In [1]:
import unsloth

import ast
import json
import torch
import random
import pandas as pd

from PIL import Image
from tqdm import tqdm
from pathlib import Path

from trl import SFTTrainer, SFTConfig
from unsloth.trainer import UnslothVisionDataCollator
from unsloth import FastVisionModel, is_bf16_supported

from sklearn.metrics import classification_report
from sklearn.preprocessing import MultiLabelBinarizer

🦥 Unsloth: Will patch your computer to enable 2x faster free finetuning.
🦥 Unsloth Zoo will now patch everything to make training faster!


In [2]:
Path.cwd()
DATAFILES_DIR = Path.cwd().parent / "multimodal_er" / "EmoComics35" / "data_files"

In [3]:
max_seq_length = 4096

model, tokenizer = FastVisionModel.from_pretrained(

    model_name="unsloth/Llama-3.2-11B-Vision-Instruct-bnb-4bit",
    max_seq_length=max_seq_length,
    load_in_4bit=True,
    dtype=None,
    
)

==((====))==  Unsloth 2025.3.18: Fast Mllama patching.

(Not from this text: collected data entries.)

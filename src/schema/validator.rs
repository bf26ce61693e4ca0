//! JSON Schema validation of backend documents.
//!
//! The backend publishes a Draft 4 schema covering every document kind it
//! emits or accepts. The schema is compiled once per [`crate::entity::Context`]
//! and consulted on every read from, and write-through to, the backend.

use serde_json::Value;
use thiserror::Error;

// =============================================================================
// Error Types
// =============================================================================

/// Error type for schema operations.
#[derive(Debug, Error)]
pub enum SchemaError {
    /// The schema document itself does not compile.
    #[error("invalid schema document: {0}")]
    Compile(String),

    /// A document failed validation against the compiled schema.
    #[error("schema violation: {}", violations.join("; "))]
    Violation { violations: Vec<String> },

    /// The schema document could not be obtained.
    #[error("failed to initialize schema validator: {0}")]
    Load(String),
}

/// Result type for schema operations.
pub type Result<T> = std::result::Result<T, SchemaError>;

// =============================================================================
// SchemaValidator
// =============================================================================

/// A compiled JSON Schema (Draft 4) validator.
pub struct SchemaValidator {
    validator: jsonschema::Validator,
}

impl SchemaValidator {
    /// Compile a schema document.
    pub fn new(schema: &Value) -> Result<Self> {
        let validator =
            jsonschema::draft4::new(schema).map_err(|e| SchemaError::Compile(e.to_string()))?;
        Ok(Self { validator })
    }

    /// Validate a document, collecting every violation.
    pub fn validate(&self, document: &Value) -> Result<()> {
        let violations = self
            .validator
            .iter_errors(document)
            .map(|e| format!("{}: {}", e.instance_path(), e))
            .collect::<Vec<_>>();
        if violations.is_empty() {
            Ok(())
        } else {
            Err(SchemaError::Violation { violations })
        }
    }

    /// Cheap validity check without violation details.
    pub fn is_valid(&self, document: &Value) -> bool {
        self.validator.is_valid(document)
    }
}
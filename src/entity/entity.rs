//! Abstract base of all client-side entities.

use serde_json::Value;
use sha2::{Digest, Sha256};

use crate::protocol::{self, JsonResult};

use super::Kind;

/// A client-side object whose authoritative state lives in the backend
/// service.
///
/// Implementors supply their type tag, their resource URI, and their
/// canonical identity document; the read-through/write-through caching
/// contract is provided by [`Context`](super::Context) operations accepting
/// any `&dyn Entity`.
pub trait Entity: Send + Sync {
    /// Normalized type tag of this entity.
    fn kind(&self) -> &Kind;

    /// Resource URI relative to the API root. Derived from identity
    /// fields, never stored.
    fn uri(&self) -> String;

    /// Canonical JSON identity document (the entity's *ref*).
    ///
    /// Must validate against the backend schema before any network
    /// operation on the entity proceeds.
    fn ref_doc(&self) -> Value;
}

/// Stable SHA-256 digest of an entity's identity document.
///
/// Computed over the canonical serialization, so structurally equal refs
/// share a digest regardless of key order.
pub fn ref_digest(entity: &dyn Entity) -> JsonResult<String> {
    let canonical = protocol::to_canonical_json(&entity.ref_doc())?;
    let mut hasher = Sha256::new();
    hasher.update(&canonical);
    Ok(hex::encode(hasher.finalize()))
}

#[cfg(test)]
mod tests {
    use super::*;
    use serde_json::json;

    struct Fixed {
        kind: Kind,
        doc: Value,
    }

    impl Entity for Fixed {
        fn kind(&self) -> &Kind {
            &self.kind
        }
        fn uri(&self) -> String {
            "fixture".to_string()
        }
        fn ref_doc(&self) -> Value {
            self.doc.clone()
        }
    }

    #[test]
    fn test_ref_digest_is_key_order_independent() {
        let a = Fixed {
            kind: Kind::Repo,
            doc: json!({"kind": "datagator#Repo", "name": "pardee"}),
        };
        let b = Fixed {
            kind: Kind::Repo,
            doc: json!({"name": "pardee", "kind": "datagator#Repo"}),
        };
        assert_eq!(ref_digest(&a).unwrap(), ref_digest(&b).unwrap());

        let c = Fixed {
            kind: Kind::Repo,
            doc: json!({"kind": "datagator#Repo", "name": "other"}),
        };
        assert_ne!(ref_digest(&a).unwrap(), ref_digest(&c).unwrap());
    }
}
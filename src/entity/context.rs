//! Shared context and the entity caching contract.
//!
//! One [`Context`] per process holds the backend connection, the compiled
//! schema validator, and the cache store, shared by reference with every
//! entity. Its lifecycle is owned by the application's setup/teardown, not
//! by finalizers.

use std::collections::HashSet;
use std::sync::{Arc, Mutex};

use reqwest::header::HeaderMap;
use reqwest::StatusCode;
use serde_json::Value;
use thiserror::Error;
use tracing::debug;

use crate::backend::{DataGatorService, TransportError};
use crate::cache::{CacheError, CacheStore, CacheValue, LmdbCacheStore};
use crate::config::ApiConfig;
use crate::protocol::{self, JsonError};
use crate::response::{ValidateError, ValidatedResponse};
use crate::schema::{self, SchemaError, SchemaValidator};

use super::kind::normalized;
use super::Entity;

// =============================================================================
// Error Types
// =============================================================================

/// Error type for entity operations.
#[derive(Debug, Error)]
pub enum EntityError {
    /// Transport failure; surfaced unchanged, never retried.
    #[error(transparent)]
    Transport(#[from] TransportError),

    /// Response validation failure (shape, schema, or status).
    #[error(transparent)]
    Validate(#[from] ValidateError),

    /// Schema failure outside response validation (ref documents,
    /// write-through stores, validator initialization).
    #[error(transparent)]
    Schema(#[from] SchemaError),

    /// Cache store failure on a write path.
    #[error(transparent)]
    Cache(#[from] CacheError),

    /// JSON (de)serialization failure.
    #[error("JSON error: {0}")]
    Json(#[from] JsonError),

    /// A fetched document's kind disagrees with the requesting entity's;
    /// signals URI/type confusion or a server inconsistency.
    #[error("unexpected entity kind '{actual}', expected '{expected}'")]
    KindMismatch { expected: String, actual: String },

    /// A pinned historical revision disagrees with what the backend
    /// reports at that revision number.
    #[error("inconsistent revision: requested {requested}, backend reports {reported}")]
    RevisionInconsistency { requested: i64, reported: i64 },

    /// A repository, dataset, or item name violating the name pattern.
    #[error("invalid {noun} name '{name}'")]
    InvalidName { noun: &'static str, name: String },

    /// An asynchronous backend task ended in error.
    #[error("backend task ended in error: {message}")]
    TaskFailed { message: String },

    /// An asynchronous backend task did not reach a terminal state within
    /// the allowed number of polls.
    #[error("backend task still pending after {0} polls")]
    TaskIncomplete(usize),

    /// A custom error message.
    #[error("{0}")]
    Other(String),
}

/// Result type for entity operations.
pub type Result<T> = std::result::Result<T, EntityError>;

// =============================================================================
// Context
// =============================================================================

/// Process-wide shared state: backend connection, compiled schema, cache
/// store, and the open change-set writer registry.
pub struct Context {
    config: ApiConfig,
    service: DataGatorService,
    schema: SchemaValidator,
    store: Box<dyn CacheStore>,
    open_writers: Mutex<HashSet<String>>,
}

impl Context {
    /// One-stop initialization: build the transport from `config`, obtain
    /// and compile the backend schema, and create the cache store.
    pub async fn initialize(config: ApiConfig) -> Result<Arc<Self>> {
        let service = DataGatorService::new(&config)?;
        let schema_doc = schema::load_schema(&config, &service).await?;
        let validator = SchemaValidator::new(&schema_doc)?;
        let store = LmdbCacheStore::new()?;
        Ok(Arc::new(Self::assemble(
            config,
            service,
            validator,
            Box::new(store),
        )))
    }

    /// Assemble a context from prebuilt parts; `schema_doc` is compiled
    /// here.
    pub fn with_parts(
        config: ApiConfig,
        service: DataGatorService,
        schema_doc: &Value,
        store: Box<dyn CacheStore>,
    ) -> Result<Arc<Self>> {
        let validator = SchemaValidator::new(schema_doc)?;
        Ok(Arc::new(Self::assemble(config, service, validator, store)))
    }

    fn assemble(
        config: ApiConfig,
        service: DataGatorService,
        schema: SchemaValidator,
        store: Box<dyn CacheStore>,
    ) -> Self {
        Self {
            config,
            service,
            schema,
            store,
            open_writers: Mutex::new(HashSet::new()),
        }
    }

    /// Resolved client configuration.
    pub fn config(&self) -> &ApiConfig {
        &self.config
    }

    /// The backend transport.
    pub fn service(&self) -> &DataGatorService {
        &self.service
    }

    /// The compiled backend schema.
    pub fn schema(&self) -> &SchemaValidator {
        &self.schema
    }

    /// The shared cache store.
    pub fn store(&self) -> &dyn CacheStore {
        self.store.as_ref()
    }

    /// Registry of datasets with an open change-set writer.
    pub(crate) fn open_writers(&self) -> &Mutex<HashSet<String>> {
        &self.open_writers
    }

    // =========================================================================
    // Caching Contract
    // =========================================================================

    /// Read-through access to an entity's current document.
    ///
    /// Checks the cache store first; on a miss, fetches from the backend,
    /// validates the response, asserts the kind-matching invariant, and
    /// writes the result back into the cache unless the response forbids
    /// it (`Cache-Control: no-cache`).
    pub async fn fetch(&self, entity: &dyn Entity) -> Result<Value> {
        let uri = entity.uri();
        if let Some(cached) = self.store.get(&uri).await {
            if let Some(document) = cached.into_document() {
                return Ok(document);
            }
            // undecodable entry; treat as a miss and resynchronize
        }
        self.synchronize(entity).await
    }

    async fn synchronize(&self, entity: &dyn Entity) -> Result<Value> {
        let uri = entity.uri();
        debug!(uri, "synchronizing with backend");

        // the identity document must be schema-valid before any network
        // operation proceeds
        self.schema.validate(&entity.ref_doc())?;

        let response = self.service.get(&uri, HeaderMap::new()).await?;
        let validated =
            ValidatedResponse::receive(response, &self.schema, &[StatusCode::OK]).await?;

        // a valid response bears a matching entity kind; on mismatch the
        // cache must not be populated
        let tag = protocol::document_kind(validated.document())
            .unwrap_or("")
            .to_string();
        if !entity.kind().matches(&tag) {
            return Err(EntityError::KindMismatch {
                expected: entity.kind().as_str().to_string(),
                actual: normalized(&tag).to_string(),
            });
        }

        if validated.cacheable() {
            // storing the buffered bytes saves a round of re-encoding
            self.store
                .put(&uri, CacheValue::Raw(validated.raw().clone()))
                .await?;
        }

        Ok(validated.into_document())
    }

    /// Drop the cached document, forcing the next read to resynchronize.
    pub async fn invalidate(&self, entity: &dyn Entity) -> Result<()> {
        self.store.delete(&entity.uri()).await?;
        Ok(())
    }

    /// Write-through update of an entity's cached document.
    ///
    /// The document must be schema-valid and carry the entity's own kind.
    pub async fn store_document(&self, entity: &dyn Entity, document: Value) -> Result<()> {
        self.schema.validate(&document)?;

        let tag = protocol::document_kind(&document).unwrap_or("").to_string();
        if !entity.kind().matches(&tag) {
            return Err(EntityError::KindMismatch {
                expected: entity.kind().as_str().to_string(),
                actual: normalized(&tag).to_string(),
            });
        }

        self.store
            .put(&entity.uri(), CacheValue::Document(document))
            .await?;
        Ok(())
    }
}

// =============================================================================
// Tests
// =============================================================================
//! LMDB-backed cache store implementation.
//!
//! Uses the heed crate to provide a persistent key-value store backed by
//! LMDB. The backing directory is a dedicated temporary location, created
//! lazily when the store is first touched and destroyed entirely (directory
//! and contents) when the store is dropped.

use std::path::{Path, PathBuf};
use std::sync::Arc;

use async_trait::async_trait;
use heed::types::Bytes;
use heed::{Database, Env, EnvOpenOptions};
use tokio::sync::OnceCell;
use tracing::{debug, warn};

use super::cache_store::{CacheError, CacheStore, CacheValue, Result};

/// Maximum size of the memory map backing the cache.
const MAP_SIZE: usize = 1024 * 1024 * 1024; // 1GB

fn storage(e: impl std::fmt::Display) -> CacheError {
    CacheError::Storage(e.to_string())
}

// =============================================================================
// LmdbCacheStore
// =============================================================================

struct LmdbHandle {
    env: Arc<Env>,
    db: Database<Bytes, Bytes>,
}

/// An LMDB-backed [`CacheStore`] living in a temporary directory.
pub struct LmdbCacheStore {
    dir: Option<tempfile::TempDir>,
    path: PathBuf,
    handle: OnceCell<LmdbHandle>,
}

impl LmdbCacheStore {
    /// Create a store whose backing directory is reserved immediately but
    /// only populated on first use.
    pub fn new() -> Result<Self> {
        let dir = tempfile::Builder::new()
            .suffix(".DataGatorCache")
            .tempdir()?;
        let path = dir.path().to_path_buf();
        Ok(Self {
            dir: Some(dir),
            path,
            handle: OnceCell::new(),
        })
    }

    /// Location of the backing storage.
    pub fn path(&self) -> &Path {
        &self.path
    }

    async fn handle(&self) -> Result<&LmdbHandle> {
        self.handle
            .get_or_try_init(|| async {
                let path = self.path.clone();
                tokio::task::spawn_blocking(move || open_env(&path))
                    .await
                    .map_err(storage)?
            })
            .await
    }
}

fn open_env(path: &Path) -> Result<LmdbHandle> {
    debug!(path = %path.display(), "initializing local cache");
    std::fs::create_dir_all(path)?;

    let env = unsafe {
        EnvOpenOptions::new()
            .map_size(MAP_SIZE)
            .max_dbs(1)
            .open(path)
            .map_err(storage)?
    };

    let mut wtxn = env.write_txn().map_err(storage)?;
    let db: Database<Bytes, Bytes> = env.create_database(&mut wtxn, None).map_err(storage)?;
    wtxn.commit().map_err(storage)?;

    Ok(LmdbHandle {
        env: Arc::new(env),
        db,
    })
}

impl Drop for LmdbCacheStore {
    fn drop(&mut self) {
        debug!(path = %self.path.display(), "destroying local cache");
        // close the environment before removing its files
        drop(self.handle.take());
        if let Some(dir) = self.dir.take() {
            if let Err(e) = dir.close() {
                // resource release only; never propagated
                warn!("failed to destroy local cache: {}", e);
            }
        }
    }
}

// =============================================================================
// CacheStore Implementation
// =============================================================================

#[async_trait]
impl CacheStore for LmdbCacheStore {
    async fn exists(&self, key: &str) -> bool {
        debug!(key, "looking up in cache");
        let handle = match self.handle().await {
            Ok(h) => h,
            Err(e) => {
                warn!("cache unreadable, treating '{}' as absent: {}", key, e);
                return false;
            }
        };
        let env = handle.env.clone();
        let db = handle.db;
        let key_bytes = key.as_bytes().to_vec();

        let looked_up = tokio::task::spawn_blocking(move || -> heed::Result<bool> {
            let rtxn = env.read_txn()?;
            Ok(db.get(&rtxn, &key_bytes)?.is_some())
        })
        .await;

        match looked_up {
            Ok(Ok(found)) => found,
            Ok(Err(e)) => {
                warn!("cache lookup failed for '{}': {}", key, e);
                false
            }
            Err(e) => {
                warn!("cache lookup failed for '{}': {}", key, e);
                false
            }
        }
    }

    async fn get(&self, key: &str) -> Option<CacheValue> {
        debug!(key, "fetching from cache");
        let handle = match self.handle().await {
            Ok(h) => h,
            Err(e) => {
                warn!("cache unreadable, treating '{}' as a miss: {}", key, e);
                return None;
            }
        };
        let env = handle.env.clone();
        let db = handle.db;
        let key_bytes = key.as_bytes().to_vec();

        let fetched = tokio::task::spawn_blocking(move || -> heed::Result<Option<Vec<u8>>> {
            let rtxn = env.read_txn()?;
            Ok(db.get(&rtxn, &key_bytes)?.map(|v| v.to_vec()))
        })
        .await;

        match fetched {
            Ok(Ok(raw)) => raw.map(CacheValue::decode),
            Ok(Err(e)) => {
                warn!("cache read failed for '{}': {}", key, e);
                None
            }
            Err(e) => {
                warn!("cache read failed for '{}': {}", key, e);
                None
            }
        }
    }

    async fn put(&self, key: &str, value: CacheValue) -> Result<()> {
        debug!(key, "putting to cache");
        let encoded = value.encode()?;
        let handle = self.handle().await?;
        let env = handle.env.clone();
        let db = handle.db;
        let key_bytes = key.as_bytes().to_vec();

        tokio::task::spawn_blocking(move || -> Result<()> {
            let mut wtxn = env.write_txn().map_err(storage)?;
            db.put(&mut wtxn, &key_bytes, &encoded).map_err(storage)?;
            wtxn.commit().map_err(storage)?;
            Ok(())
        })
        .await
        .map_err(storage)?
    }

    async fn delete(&self, key: &str) -> Result<()> {
        debug!(key, "deleting from cache");
        let handle = self.handle().await?;
        let env = handle.env.clone();
        let db = handle.db;
        let key_bytes = key.as_bytes().to_vec();

        tokio::task::spawn_blocking(move || -> Result<()> {
            let mut wtxn = env.write_txn().map_err(storage)?;
            // absent keys are a defined no-op
            db.delete(&mut wtxn, &key_bytes).map_err(storage)?;
            wtxn.commit().map_err(storage)?;
            Ok(())
        })
        .await
        .map_err(storage)?
    }
}

// =============================================================================
// Tests
// =============================================================================
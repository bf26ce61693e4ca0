//! Repository, dataset, and data item entities.

mod data_item;
mod dataset;
#[allow(clippy::module_inception)]
mod repo;

pub use data_item::DataItem;
pub use dataset::{DataSet, RevSpec};
pub use repo::Repo;

/// Repository and dataset names: alphanumerics, `_` and `-` only.
///
/// Rejects in particular `/` (URI separator), `#` (namespace marker), and
/// `.` (revision separator).
pub(crate) fn is_valid_name(name: &str) -> bool {
    !name.is_empty()
        && name
            .chars()
            .all(|c| c.is_ascii_alphanumeric() || c == '_' || c == '-')
}

/// Item keys additionally allow `.` (e.g. `US_Membership.recipe`).
pub(crate) fn is_valid_key(key: &str) -> bool {
    !key.is_empty()
        && key
            .chars()
            .all(|c| c.is_ascii_alphanumeric() || c == '_' || c == '-' || c == '.')
}
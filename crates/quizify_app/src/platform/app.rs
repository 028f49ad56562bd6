use std::io::{self, BufRead, Write};
use std::path::PathBuf;
use std::process::ExitCode;
use std::sync::mpsc;
use std::thread;

use anyhow::{bail, Context};
use quizify_core::{update, AppState, AppViewModel, Msg, SelectedFile};
use quizify_logging::{quiz_info, quiz_warn};

use super::config::{self, AppConfig};
use super::effects::EffectRunner;
use super::input::{self, HELP};
use super::ui::chrome;
use super::ui::render::{self, RenderStyle};
use crate::cli::Cli;

/// Everything the main loop reacts to: core messages plus front-end control.
#[derive(Debug, Clone, PartialEq, Eq)]
pub enum AppEvent {
    Core(Msg),
    Help,
    Quit,
    Invalid(String),
    InputClosed,
}

pub fn run_app(cli: Cli) -> anyhow::Result<ExitCode> {
    let (mut config, config_error) = match config::load(cli.config.as_deref()) {
        Ok(config) => (config, None),
        Err(err) => (AppConfig::default(), Some(err)),
    };
    config.apply_cli(&cli);

    let level = if cli.verbose {
        log::LevelFilter::Debug
    } else {
        log::LevelFilter::Info
    };
    quizify_logging::initialize(config.log_destination, level, &config.log_file);
    if let Some(err) = config_error {
        quiz_warn!("Falling back to default config: {}", err);
        eprintln!("Warning: {err}; using defaults");
    }
    quiz_info!("Using endpoint {}", config.endpoint);

    let style = if cli.plain {
        RenderStyle::Plain
    } else {
        RenderStyle::Classified
    };
    let (event_tx, event_rx) = mpsc::channel::<AppEvent>();
    let runner = EffectRunner::new(
        config.submit_settings(),
        config.output_dir.clone(),
        event_tx.clone(),
    )
    .context("failed to start submission engine")?;
    let state = AppState::with_question_count(config.default_question_count);
    let mut app = App::new(state, runner, style, io::stdout());

    app.print(chrome::navbar())?;
    let code = match &cli.pdf {
        Some(pdf) if cli.is_one_shot() => app.run_once(&event_rx, &cli, pdf.clone())?,
        _ => {
            app.print(chrome::intro())?;
            app.print(chrome::call_to_action())?;
            spawn_stdin_reader(event_tx);
            if let Some(pdf) = &cli.pdf {
                app.dispatch(Msg::GetStartedClicked)?;
                app.dispatch(Msg::FileSelected(Some(SelectedFile::from_path(pdf))))?;
            } else {
                app.print(render::render_status(&app.state.view()))?;
            }
            app.run_interactive(&event_rx)?
        }
    };
    app.print(chrome::footer())?;
    Ok(code)
}

fn spawn_stdin_reader(event_tx: mpsc::Sender<AppEvent>) {
    thread::spawn(move || {
        let stdin = io::stdin();
        for line in stdin.lock().lines() {
            let Ok(line) = line else { break };
            if event_tx.send(input::parse_command(&line)).is_err() {
                return;
            }
        }
        let _ = event_tx.send(AppEvent::InputClosed);
    });
}

pub struct App<W: Write> {
    state: AppState,
    effects: EffectRunner,
    style: RenderStyle,
    out: W,
    shown_result: String,
}

impl<W: Write> App<W> {
    pub fn new(state: AppState, effects: EffectRunner, style: RenderStyle, out: W) -> Self {
        Self {
            state,
            effects,
            style,
            out,
            shown_result: String::new(),
        }
    }

    /// Apply one message, run its effects, and render if anything changed.
    pub fn dispatch(&mut self, msg: Msg) -> io::Result<AppViewModel> {
        let state = std::mem::take(&mut self.state);
        let (mut state, effects) = update(state, msg);
        let was_dirty = state.consume_dirty();
        let view = state.view();
        self.state = state;

        self.effects.run(effects);
        if was_dirty {
            self.render(&view)?;
        }
        Ok(view)
    }

    fn render(&mut self, view: &AppViewModel) -> io::Result<()> {
        self.print(render::render_status(view))?;
        if view.result_text != self.shown_result {
            self.shown_result = view.result_text.clone();
            self.print(render::render_cards(view, self.style))?;
        }
        Ok(())
    }

    fn print(&mut self, lines: Vec<String>) -> io::Result<()> {
        for line in lines {
            writeln!(self.out, "{line}")?;
        }
        self.out.flush()
    }

    /// Submit once, then run the requested follow-ups. Fails the exit code on a submission error.
    pub fn run_once(
        &mut self,
        events: &mpsc::Receiver<AppEvent>,
        cli: &Cli,
        pdf: PathBuf,
    ) -> anyhow::Result<ExitCode> {
        self.dispatch(Msg::GetStartedClicked)?;
        self.dispatch(Msg::FileSelected(Some(SelectedFile::from_path(pdf))))?;
        if let Some(count) = cli.count {
            self.dispatch(Msg::QuestionCountChanged(count))?;
        }

        let view = self.dispatch(Msg::SubmitClicked)?;
        let view = self.wait_while_loading(events, view)?;
        if view.error.is_some() {
            return Ok(ExitCode::FAILURE);
        }

        if cli.copy {
            self.dispatch(Msg::CopyClicked)?;
            self.pump_until(events, |msg| matches!(msg, Msg::CopyCompleted(_)))?;
        }
        if let Some(name) = &cli.output {
            self.dispatch(Msg::ExportClicked {
                file_name: Some(name.clone()),
            })?;
            self.pump_until(events, |msg| matches!(msg, Msg::ExportCompleted(_)))?;
        }
        Ok(ExitCode::SUCCESS)
    }

    /// Dispatch core events until the outstanding request, if any, has resolved.
    fn wait_while_loading(
        &mut self,
        events: &mpsc::Receiver<AppEvent>,
        mut view: AppViewModel,
    ) -> anyhow::Result<AppViewModel> {
        while view.loading {
            view = match events.recv() {
                Ok(AppEvent::Core(msg)) => self.dispatch(msg)?,
                Ok(_) => continue,
                Err(_) => bail!("submission engine stopped unexpectedly"),
            };
        }
        Ok(view)
    }

    /// Dispatch events until one matching `done` has been handled.
    fn pump_until(
        &mut self,
        events: &mpsc::Receiver<AppEvent>,
        done: impl Fn(&Msg) -> bool,
    ) -> anyhow::Result<()> {
        loop {
            match events.recv() {
                Ok(AppEvent::Core(msg)) => {
                    let finished = done(&msg);
                    self.dispatch(msg)?;
                    if finished {
                        return Ok(());
                    }
                }
                Ok(_) => {}
                Err(_) => bail!("event channel closed"),
            }
        }
    }

    pub fn run_interactive(
        &mut self,
        events: &mpsc::Receiver<AppEvent>,
    ) -> anyhow::Result<ExitCode> {
        self.print(vec!["Type 'help' for commands.".to_string()])?;
        let mut view = self.state.view();
        while let Ok(event) = events.recv() {
            match event {
                AppEvent::Core(msg) => view = self.dispatch(msg)?,
                AppEvent::Help => self.print(HELP.lines().map(str::to_string).collect())?,
                AppEvent::Invalid(reason) => self.print(vec![reason])?,
                AppEvent::Quit | AppEvent::InputClosed => {
                    // Piped input ends right after `submit`; the reply still has to land.
                    view = self.wait_while_loading(events, view)?;
                    break;
                }
            }
        }
        if view.error.is_some() {
            return Ok(ExitCode::FAILURE);
        }
        Ok(ExitCode::SUCCESS)
    }
}
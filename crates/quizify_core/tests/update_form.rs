use std::sync::Once;

use pretty_assertions::assert_eq;
use quizify_core::{
    update, AppState, Msg, SelectedFile, DEFAULT_QUESTIONS, MAX_QUESTIONS, MIN_QUESTIONS,
};

fn init_logging() {
    static INIT: Once = Once::new();
    INIT.call_once(quizify_logging::initialize_for_tests);
}

#[test]
fn form_starts_hidden_and_get_started_reveals_it() {
    init_logging();
    let state = AppState::new();
    assert!(!state.view().form_visible);

    let (mut state, effects) = update(state, Msg::GetStartedClicked);
    assert!(effects.is_empty());
    assert!(state.view().form_visible);
    assert!(state.consume_dirty());

    let (mut state, _) = update(state, Msg::GetStartedClicked);
    assert!(!state.consume_dirty());
}

#[test]
fn defaults_match_the_form() {
    init_logging();
    let view = AppState::new().view();

    assert_eq!(view.question_count, DEFAULT_QUESTIONS);
    assert_eq!(view.file_name, None);
    assert!(!view.loading);
    assert!(view.inputs_enabled);
    assert_eq!(view.submit_label, "Generate MCQs");
    assert_eq!(view.error, None);
    assert!(view.cards.is_empty());
}

#[test]
fn question_count_is_clamped_into_range() {
    init_logging();
    let (state, _) = update(AppState::new(), Msg::QuestionCountChanged(0));
    assert_eq!(state.view().question_count, MIN_QUESTIONS);

    let (state, _) = update(state, Msg::QuestionCountChanged(500));
    assert_eq!(state.view().question_count, MAX_QUESTIONS);

    let (state, _) = update(state, Msg::QuestionCountChanged(12));
    assert_eq!(state.view().question_count, 12);

    assert_eq!(AppState::with_question_count(99).view().question_count, MAX_QUESTIONS);
}

#[test]
fn edited_count_ignores_non_numeric_text() {
    init_logging();
    let (state, _) = update(AppState::new(), Msg::QuestionCountEdited(" 8 ".to_string()));
    assert_eq!(state.view().question_count, 8);

    let (mut state, _) = update(state, Msg::QuestionCountEdited("ten".to_string()));
    assert_eq!(state.view().question_count, 8);
    state.consume_dirty();

    let (mut state, _) = update(state, Msg::QuestionCountEdited("-3".to_string()));
    assert_eq!(state.view().question_count, 8);
    assert!(!state.consume_dirty());
}

#[test]
fn file_selection_uses_file_name_for_display() {
    init_logging();
    let file = SelectedFile::from_path("/tmp/docs/lecture notes.pdf");
    assert_eq!(file.name, "lecture notes.pdf");

    let (state, _) = update(AppState::new(), Msg::FileSelected(Some(file)));
    assert_eq!(state.view().file_name.as_deref(), Some("lecture notes.pdf"));

    let (state, _) = update(state, Msg::FileSelected(None));
    assert_eq!(state.view().file_name, None);
}
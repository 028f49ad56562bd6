//! Terminal front end: wires the pure core to the engine, clipboard and stdout.
mod app;
mod clipboard;
mod config;
mod effects;
mod input;
mod ui;

pub use app::run_app;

Transformers: 4.50.1.
   \\   /|    NVIDIA H100 NVL. Num GPUs = 1. Max memory: 93.003 GB. Platform: Linux.
O^O/ \_/ \    Torch: 2.6.0+cu124. CUDA: 9.0. CUDA Toolkit: 12.4. Triton: 3.2.0
\        /    Bfloat16 = TRUE. FA [Xformers = 0.0.29.post3. FA2 = False]
 "-____-"     Free license: http://github.com/unslothai/unsloth
Unsloth: Fast downloading is enabled - ignore downloading bars which are red colored!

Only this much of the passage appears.